Background Fistulas are a major complication of Crohn's disease (CD), but the treatment strategy for fistulizing Crohn's disease is controversial. The aim of this study is to analyze the efficacy of medical therapy for fistulizing Crohn's disease.
Methods Therapeutic regimens and clinical outcome of medical therapy were evaluated in 10 patients with fistulizing Crohn's disease (6 with external fistulas, 4 with internal fistulas). Complete response was defined as fistula closure with complete arrest of drainage in cases of external fistula, and disappearance of the fistula demonstrated by imaging studies in cases of internal fistula. Clinical remission was defined as a Crohn's disease activity index of less than 150 points.

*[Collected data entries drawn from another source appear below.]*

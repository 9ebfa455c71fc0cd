//! The C-library compatibility layer.
//!
//! A loaded libc expects the dynamic loader to export a handful of hook
//! symbols (TLS entry points, loader globals) and keeps private copies of
//! the dl-functions which must be redirected into the engine. Redirection
//! is done by overwriting the start of each libc-internal function with a
//! direct jump; the jump must fit inside the patched symbol.

// the exported names are the libc's, not ours to rename
#![allow(non_upper_case_globals)]

use crate::api;
use crate::arch;
use crate::engine::{Rtld, RTLD};
use crate::file::ImageId;
use crate::init_fini::{self, destructor_order};
use crate::lookup::lookup_local;
use crate::segment::PAGE_SIZE;
use crate::tls;
use alloc::vec::Vec;
use core::cell::UnsafeCell;
use core::ffi::{c_char, c_int, c_void};

/// The structure `__tls_get_addr` receives: module index plus offset.
#[repr(C)]
pub struct TlsIndex {
    pub ti_module: usize,
    pub ti_offset: usize,
}

/// The TLS access entry point the compiler emits calls to.
///
/// The fast path is lock-free; only a stale DTV or an unmaterialized
/// block takes the engine lock.
#[cfg_attr(feature = "export-abi", unsafe(no_mangle))]
pub extern "C" fn __tls_get_addr(ti: *const TlsIndex) -> *mut c_void {
    let (module, offset) = unsafe { ((*ti).ti_module, (*ti).ti_offset) };
    let addr = tls::get_addr_fast(module, offset);
    if addr != 0 {
        return addr as *mut c_void;
    }
    let mut rtld = RTLD.lock();
    tls::get_addr_slow(&mut rtld, module, offset) as *mut c_void
}

/// The GNU i386 TLS ABI passes the tls_index pointer in %eax. This stub
/// adapts that convention onto the portable entry point.
#[cfg(target_arch = "x86")]
#[cfg_attr(feature = "export-abi", unsafe(no_mangle))]
#[unsafe(naked)]
pub extern "C" fn ___tls_get_addr() {
    core::arch::naked_asm!(
        "
    push eax
    call {0}
    add esp, 4
    ret
    ",
        sym __tls_get_addr,
    )
}

/// Reports the per-thread TLS footprint to the pthread library, which
/// sizes new thread stacks with it. Must not be called before the static
/// layout is computed.
#[cfg_attr(feature = "export-abi", unsafe(no_mangle))]
pub extern "C" fn _dl_get_tls_static_info(sizep: *mut usize, alignp: *mut usize) {
    let rtld = RTLD.lock();
    let (size, align) = tls::static_info(&rtld);
    unsafe {
        sizep.write(size);
        alignp.write(align);
    }
}

/// Called from pthread_create to fill a new thread's DTV before the
/// thread starts.
#[cfg_attr(feature = "export-abi", unsafe(no_mangle))]
pub extern "C" fn _dl_allocate_tls_init(tcb: *mut c_void) -> *mut c_void {
    if tcb.is_null() {
        return core::ptr::null_mut();
    }
    let rtld = RTLD.lock();
    tls::dtv_initialize(&rtld, tcb as usize);
    tcb
}

/// Called from pthread_create to allocate a thread's TLS area; the caller
/// may supply the memory or delegate the allocation.
#[cfg_attr(feature = "export-abi", unsafe(no_mangle))]
pub extern "C" fn _dl_allocate_tls(mem: *mut c_void) -> *mut c_void {
    let rtld = RTLD.lock();
    let tcb = if mem.is_null() {
        tls::tcb_allocate(&rtld)
    } else {
        mem as usize
    };
    tls::dtv_allocate(&rtld, tcb);
    tls::dtv_initialize(&rtld, tcb);
    tcb as *mut c_void
}

#[cfg_attr(feature = "export-abi", unsafe(no_mangle))]
pub extern "C" fn _dl_deallocate_tls(tcb: *mut c_void, dealloc_tcb: bool) {
    let rtld = RTLD.lock();
    tls::dtv_deallocate(tcb as usize);
    if dealloc_tcb {
        tls::tcb_deallocate(&rtld, tcb as usize);
    }
}

/// Executable stacks are not supported; pretend success the way the
/// reference loader does.
#[cfg_attr(feature = "export-abi", unsafe(no_mangle))]
pub extern "C" fn _dl_make_stack_executable(_stack_endp: *mut *mut c_void) -> c_int {
    0
}

#[repr(transparent)]
pub struct LibcGlobal<T>(pub UnsafeCell<T>);

// written once during startup, read by libc afterwards
unsafe impl<T> Sync for LibcGlobal<T> {}

/// Zero until just before the program entry is jumped to; libc .init code
/// reads it.
#[cfg_attr(feature = "export-abi", unsafe(no_mangle))]
pub static _dl_starting_up: LibcGlobal<c_int> = LibcGlobal(UnsafeCell::new(0));

/// End of the kernel-allocated main stack. libc and libpthread both read
/// this.
#[cfg_attr(feature = "export-abi", unsafe(no_mangle))]
pub static __libc_stack_end: LibcGlobal<usize> = LibcGlobal(UnsafeCell::new(0));

/// Non-zero would make libc enable set-uid hardening and the engine
/// ignore LD_LIBRARY_PATH. Never set here, unlike the reference libc.
#[cfg_attr(feature = "export-abi", unsafe(no_mangle))]
pub static __libc_enable_secure: LibcGlobal<c_int> = LibcGlobal(UnsafeCell::new(0));

/// The program argv, as libc imports it.
#[cfg_attr(feature = "export-abi", unsafe(no_mangle))]
pub static _dl_argv: LibcGlobal<*const *const c_char> =
    LibcGlobal(UnsafeCell::new(core::ptr::null()));

/// Size of the libc's `rtld_global` image. Only a few offsets inside are
/// ever read by the libc build this loader targets.
const RTLD_GLOBAL_SIZE: usize = 4096;
const RTLD_GLOBAL_RO_SIZE: usize = 1024;
/// Offset of `_dl_pagesize` inside `_rtld_global_ro`.
const DL_PAGESIZE_OFFSET: usize = 0x68;

#[cfg_attr(feature = "export-abi", unsafe(no_mangle))]
pub static _rtld_global: LibcGlobal<[u8; RTLD_GLOBAL_SIZE]> =
    LibcGlobal(UnsafeCell::new([0; RTLD_GLOBAL_SIZE]));

#[cfg_attr(feature = "export-abi", unsafe(no_mangle))]
pub static _rtld_global_ro: LibcGlobal<[u8; RTLD_GLOBAL_RO_SIZE]> =
    LibcGlobal(UnsafeCell::new([0; RTLD_GLOBAL_RO_SIZE]));

/// Fill the parts of the rtld globals the libc actually reads.
pub(crate) fn initialize() {
    unsafe {
        let ro = _rtld_global_ro.0.get() as *mut u8;
        let pagesize = PAGE_SIZE as c_int;
        core::ptr::copy_nonoverlapping(
            (&raw const pagesize).cast::<u8>(),
            ro.add(DL_PAGESIZE_OFFSET),
            core::mem::size_of::<c_int>(),
        );
    }
}

/// Flip `_dl_starting_up`, just before the jump to the program entry.
pub(crate) fn startup_finished() {
    unsafe {
        *_dl_starting_up.0.get() = 1;
    }
}

extern "C" fn dl_addr_hook(
    address: *const c_void,
    info: *mut api::DlInfo,
    mapp: *mut *mut crate::gdb::LinkMapNode,
    symbolp: *mut *const c_void,
) -> c_int {
    let node = {
        let rtld = RTLD.lock();
        rtld.find_by_addr(address as usize)
            .map(|id| rtld.file(id).debug_node)
    };
    let ret = api::dladdr(address, info);
    if ret != 0 {
        unsafe {
            if !mapp.is_null() {
                (*mapp) = node.unwrap_or(core::ptr::null_mut());
            }
            if !symbolp.is_null() {
                (*symbolp) = core::ptr::null();
            }
        }
    }
    ret
}

extern "C" fn libc_dlopen_mode_hook(filename: *const c_char, mode: c_int) -> *mut c_void {
    api::dlopen(filename, mode)
}

extern "C" fn libc_dlsym_hook(handle: *mut c_void, symbol: *const c_char) -> *mut c_void {
    api::dlsym(handle, symbol)
}

extern "C" fn libc_dlclose_hook(handle: *mut c_void) -> c_int {
    api::dlclose(handle)
}

/// libc calls `__libc_freeres` while tearing the process down; use that
/// moment to run every pending destructor.
extern "C" fn libc_freeres_hook() {
    shutdown();
}

/// Run destructors for everything still alive, in dependency order.
pub(crate) fn shutdown() {
    let order = {
        let rtld = RTLD.lock();
        let all: Vec<ImageId> = rtld.link_map.clone();
        destructor_order(&rtld, &all)
    };
    init_fini::run_destructors(&order);
}

const PATCHES: &[(&core::ffi::CStr, fn() -> usize)] = &[
    (c"_dl_addr", || dl_addr_hook as usize),
    (c"__libc_dlopen_mode", || libc_dlopen_mode_hook as usize),
    (c"__libc_dlsym", || libc_dlsym_hook as usize),
    (c"__libc_dlclose", || libc_dlclose_hook as usize),
    (c"__libc_freeres", || libc_freeres_hook as usize),
];

/// Redirect one file's libc-internal dl entry points into the engine.
///
/// Each hook symbol found in the file gets an absolute jump written over
/// its first bytes; a symbol smaller than the jump sequence cannot be
/// patched and is left alone, with a diagnostic.
pub(crate) fn patch_file(rtld: &mut Rtld, id: ImageId) {
    if rtld.file(id).patched {
        return;
    }
    rtld.file_mut(id).patched = true;

    for &(name, target) in PATCHES {
        let Some(sym) = lookup_local(rtld, id, name) else {
            continue;
        };
        let from = rtld.file(id).load_base + sym.st_value();
        if !arch::insert_jump_trampoline(from, target(), sym.st_size()) {
            log::warn!(
                "cannot intercept {:?} in {:?}: symbol too small for a jump",
                name,
                rtld.file(id).name
            );
        }
    }
}

/// Patch every file of a freshly loaded batch.
pub(crate) fn patch_files(rtld: &mut Rtld, files: &[ImageId]) {
    for &id in files {
        patch_file(rtld, id);
    }
}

Results Complete responses were observed in all 6 patients with external fistulas (4 patients treated with a combination of antibiotics and immunomodulators, and 2 also treated with infliximab). In contrast, fistula closure was observed in only 1 of 4 patients with internal fistulas. Clinical remission of CD was achieved in all patients with external fistulas, whereas there was no significant difference in the CD activity index before and after medical therapy in patients with internal fistulas.
Conclusions External fistulas were more responsive to medical therapy than internal fistulas in patients with CD. Combined treatment with antibiotics and immunomodulators might be a suitable initial therapy for CD patients with external fistulas, and infliximab can be used as an additional therapy in cases refractory to this combination therapy. However, randomized controlled studies will be required to investigate what kinds of therapies are optimal for CD patients with fistulas.